(Records excerpted from a collection)
____
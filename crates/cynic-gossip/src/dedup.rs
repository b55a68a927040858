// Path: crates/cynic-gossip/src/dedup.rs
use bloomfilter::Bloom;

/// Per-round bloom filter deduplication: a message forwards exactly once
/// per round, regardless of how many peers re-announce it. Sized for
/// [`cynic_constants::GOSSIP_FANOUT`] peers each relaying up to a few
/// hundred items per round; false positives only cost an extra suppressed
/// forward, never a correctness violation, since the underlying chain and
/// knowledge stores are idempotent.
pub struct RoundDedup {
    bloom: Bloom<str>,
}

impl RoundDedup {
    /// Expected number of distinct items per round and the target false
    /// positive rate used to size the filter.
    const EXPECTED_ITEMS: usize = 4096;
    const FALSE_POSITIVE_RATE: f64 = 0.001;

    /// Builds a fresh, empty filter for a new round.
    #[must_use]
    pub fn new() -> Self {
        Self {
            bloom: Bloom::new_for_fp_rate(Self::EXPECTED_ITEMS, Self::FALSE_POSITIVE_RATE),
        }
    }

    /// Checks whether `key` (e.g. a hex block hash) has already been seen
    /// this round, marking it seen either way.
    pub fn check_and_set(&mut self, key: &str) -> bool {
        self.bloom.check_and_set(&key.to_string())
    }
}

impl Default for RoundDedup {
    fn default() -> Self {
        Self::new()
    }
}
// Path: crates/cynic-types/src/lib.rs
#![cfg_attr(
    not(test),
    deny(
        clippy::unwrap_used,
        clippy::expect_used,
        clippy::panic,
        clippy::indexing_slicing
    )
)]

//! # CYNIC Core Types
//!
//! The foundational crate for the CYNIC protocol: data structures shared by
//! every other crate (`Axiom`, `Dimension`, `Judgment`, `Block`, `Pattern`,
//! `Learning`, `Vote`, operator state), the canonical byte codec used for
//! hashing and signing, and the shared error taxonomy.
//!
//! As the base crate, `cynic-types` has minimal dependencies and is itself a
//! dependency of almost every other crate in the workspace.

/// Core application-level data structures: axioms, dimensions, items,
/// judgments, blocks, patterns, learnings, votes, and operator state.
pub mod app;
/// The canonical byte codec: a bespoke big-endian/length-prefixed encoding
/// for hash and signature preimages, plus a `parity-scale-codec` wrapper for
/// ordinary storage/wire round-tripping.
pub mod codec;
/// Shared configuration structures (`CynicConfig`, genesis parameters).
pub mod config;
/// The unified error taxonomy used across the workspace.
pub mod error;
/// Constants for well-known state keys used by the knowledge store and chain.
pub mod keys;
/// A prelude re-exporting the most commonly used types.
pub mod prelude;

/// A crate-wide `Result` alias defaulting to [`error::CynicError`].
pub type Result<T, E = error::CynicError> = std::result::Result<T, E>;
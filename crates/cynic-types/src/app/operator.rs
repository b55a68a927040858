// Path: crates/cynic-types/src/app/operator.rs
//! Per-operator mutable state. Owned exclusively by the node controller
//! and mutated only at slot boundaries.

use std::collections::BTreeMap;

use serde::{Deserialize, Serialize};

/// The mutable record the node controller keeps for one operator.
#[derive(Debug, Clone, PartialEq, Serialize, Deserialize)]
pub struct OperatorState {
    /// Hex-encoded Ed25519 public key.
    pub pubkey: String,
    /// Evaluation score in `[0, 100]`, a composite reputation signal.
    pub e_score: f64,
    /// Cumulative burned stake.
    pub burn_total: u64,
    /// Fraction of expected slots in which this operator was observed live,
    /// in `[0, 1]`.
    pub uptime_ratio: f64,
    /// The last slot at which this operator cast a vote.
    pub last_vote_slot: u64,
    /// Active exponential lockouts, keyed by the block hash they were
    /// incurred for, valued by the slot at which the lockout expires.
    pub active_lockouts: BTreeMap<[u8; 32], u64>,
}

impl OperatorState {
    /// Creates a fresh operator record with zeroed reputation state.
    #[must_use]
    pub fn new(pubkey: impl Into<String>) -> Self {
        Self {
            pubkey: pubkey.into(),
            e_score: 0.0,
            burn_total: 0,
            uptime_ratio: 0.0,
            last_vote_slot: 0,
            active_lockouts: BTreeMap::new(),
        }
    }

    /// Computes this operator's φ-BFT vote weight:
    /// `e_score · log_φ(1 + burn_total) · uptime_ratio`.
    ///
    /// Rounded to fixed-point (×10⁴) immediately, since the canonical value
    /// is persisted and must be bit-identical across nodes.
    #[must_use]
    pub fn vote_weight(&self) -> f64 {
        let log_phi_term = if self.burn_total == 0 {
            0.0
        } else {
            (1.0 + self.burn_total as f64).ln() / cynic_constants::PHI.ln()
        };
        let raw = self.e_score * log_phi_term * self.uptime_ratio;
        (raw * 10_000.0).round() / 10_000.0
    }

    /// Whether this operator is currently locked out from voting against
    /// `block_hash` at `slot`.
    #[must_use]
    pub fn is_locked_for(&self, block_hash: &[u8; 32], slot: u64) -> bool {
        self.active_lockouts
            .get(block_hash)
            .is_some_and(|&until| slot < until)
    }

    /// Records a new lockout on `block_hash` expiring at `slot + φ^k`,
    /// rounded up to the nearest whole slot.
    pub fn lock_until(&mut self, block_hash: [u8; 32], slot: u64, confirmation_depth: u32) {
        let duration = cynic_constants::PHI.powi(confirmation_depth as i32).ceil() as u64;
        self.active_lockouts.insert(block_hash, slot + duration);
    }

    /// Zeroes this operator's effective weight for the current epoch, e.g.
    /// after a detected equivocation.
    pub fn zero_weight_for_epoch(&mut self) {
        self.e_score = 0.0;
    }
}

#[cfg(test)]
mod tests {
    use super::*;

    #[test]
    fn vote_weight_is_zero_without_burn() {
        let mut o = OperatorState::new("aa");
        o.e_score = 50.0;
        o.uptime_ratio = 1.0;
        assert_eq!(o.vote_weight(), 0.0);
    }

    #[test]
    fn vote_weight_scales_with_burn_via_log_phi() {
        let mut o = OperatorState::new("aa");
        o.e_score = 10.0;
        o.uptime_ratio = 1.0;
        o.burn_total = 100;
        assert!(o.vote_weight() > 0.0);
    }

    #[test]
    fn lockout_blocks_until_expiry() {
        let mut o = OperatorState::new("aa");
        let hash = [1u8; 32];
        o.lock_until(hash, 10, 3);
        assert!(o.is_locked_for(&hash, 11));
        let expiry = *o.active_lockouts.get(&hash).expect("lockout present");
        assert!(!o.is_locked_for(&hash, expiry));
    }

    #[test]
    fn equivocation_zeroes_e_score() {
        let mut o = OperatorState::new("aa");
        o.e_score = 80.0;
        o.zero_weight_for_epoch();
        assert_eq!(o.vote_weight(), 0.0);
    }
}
____
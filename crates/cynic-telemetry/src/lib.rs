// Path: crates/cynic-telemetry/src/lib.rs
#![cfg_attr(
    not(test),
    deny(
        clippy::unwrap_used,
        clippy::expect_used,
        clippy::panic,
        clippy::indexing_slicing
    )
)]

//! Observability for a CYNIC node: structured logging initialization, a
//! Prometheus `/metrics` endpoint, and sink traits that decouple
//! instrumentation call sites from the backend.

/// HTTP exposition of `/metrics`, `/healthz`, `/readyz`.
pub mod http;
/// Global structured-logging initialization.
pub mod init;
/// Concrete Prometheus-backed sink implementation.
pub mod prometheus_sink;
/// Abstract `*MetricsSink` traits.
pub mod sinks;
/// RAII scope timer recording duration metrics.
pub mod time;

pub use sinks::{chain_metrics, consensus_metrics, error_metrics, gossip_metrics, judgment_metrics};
____
▶ _Your goal_: Return every line from the records above that holds the word "telemetry".

▶ _Your solution_:
filename crates/cynic-telemetry/src/lib.rs
// Path: crates/cynic-telemetry/src/lib.rs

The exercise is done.